DATA FOR PROCESSING —
···

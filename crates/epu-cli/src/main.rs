mod cli;
mod commands;
mod output;

use anyhow::Result;
use clap::Parser;
use cli::{Cli, Command, DomainCommand, DomainDefinitionCommand};
use tracing_subscriber::EnvFilter;

#[tokio::main]
async fn main() -> Result<()> {
    tracing_subscriber::fmt().with_env_filter(EnvFilter::from_default_env()).with_target(false).init();

    let cli = Cli::parse();

    match cli.command {
        Command::Login { token } => commands::login(&token),
        Command::Status => commands::status(&cli.url, cli.token).await,
        Command::DomainDefinition(cmd) => match cmd {
            DomainDefinitionCommand::List => commands::domain_definition_list(&cli.url, cli.token).await,
            DomainDefinitionCommand::Describe { id } => commands::domain_definition_describe(&cli.url, cli.token, &id).await,
            DomainDefinitionCommand::Add { file } => commands::domain_definition_add(&cli.url, cli.token, &file).await,
            DomainDefinitionCommand::Update { id, file } => {
                commands::domain_definition_update(&cli.url, cli.token, &id, &file).await
            }
            DomainDefinitionCommand::Remove { id } => commands::domain_definition_remove(&cli.url, cli.token, &id).await,
        },
        Command::Domain(cmd) => match cmd {
            DomainCommand::List => commands::domain_list(&cli.url, cli.token).await,
            DomainCommand::Describe { id } => commands::domain_describe(&cli.url, cli.token, &id).await,
            DomainCommand::Add { domain_id, definition_id, config_file, subscriber } => {
                commands::domain_add(&cli.url, cli.token, &cli.caller, &domain_id, &definition_id, config_file, subscriber)
                    .await
            }
            DomainCommand::Remove { id } => commands::domain_remove(&cli.url, cli.token, &cli.caller, &id).await,
            DomainCommand::Reconfigure { id, config_file } => {
                commands::domain_reconfigure(&cli.url, cli.token, &cli.caller, &id, &config_file).await
            }
            DomainCommand::Subscribe { id, subscriber } => {
                commands::domain_subscribe(&cli.url, cli.token, &cli.caller, &id, &subscriber).await
            }
            DomainCommand::Unsubscribe { id, subscriber } => {
                commands::domain_unsubscribe(&cli.url, cli.token, &cli.caller, &id, &subscriber).await
            }
        },
        Command::Provision { request_file } => commands::provision(&cli.url, cli.token, &request_file).await,
        Command::TerminateNodes { node_ids } => commands::terminate_nodes(&cli.url, cli.token, node_ids).await,
        Command::TerminateLaunches { launch_ids } => commands::terminate_launches(&cli.url, cli.token, launch_ids).await,
        Command::TerminateAll => commands::terminate_all(&cli.url, cli.token).await,
        Command::CheckTerminateAll => commands::check_terminate_all(&cli.url, cli.token).await,
        Command::DumpState { node_ids } => commands::dump_state(&cli.url, cli.token, node_ids).await,
    }
}
use serde::Deserialize;

/// Raw YAML representation of a domain-definition config file
/// (`<name>.definition.yml`).
#[derive(Debug, Deserialize)]
pub struct RawDomainDefinition {
    pub definition_id: String,
    pub engine_class: String,
    #[serde(default)]
    pub engine_conf: serde_json::Value,
    #[serde(default)]
    pub health: RawHealthTimeouts,
    #[serde(default)]
    pub monitor_health: bool,
}

#[derive(Debug, Deserialize)]
pub struct RawHealthTimeouts {
    pub boot_seconds: Option<u64>,
    pub missing_seconds: Option<u64>,
    pub really_missing_seconds: Option<u64>,
    pub zombie_seconds: Option<u64>,
}

impl Default for RawHealthTimeouts {
    fn default() -> Self {
        RawHealthTimeouts {
            boot_seconds: None,
            missing_seconds: None,
            really_missing_seconds: None,
            zombie_seconds: None,
        }
    }
}

/// Raw YAML representation of a domain config file (`<name>.domain.yml`).
#[derive(Debug, Deserialize)]
pub struct RawDomain {
    pub domain_id: String,
    #[serde(default)]
    pub owner: String,
    pub definition_id: String,
    #[serde(default)]
    pub config: serde_json::Value,
    #[serde(default)]
    pub subscribers: Vec<String>,
}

···

THE PROBLEM — Which lines above include "Describe"? Show each of them by copying it.

FINISHED EXERCISE —
            DomainDefinitionCommand::Describe { id } => commands::domain_definition_describe(&cli.url, cli.token, &id).await,
            DomainCommand::Describe { id } => commands::domain_describe(&cli.url, cli.token, &id).await,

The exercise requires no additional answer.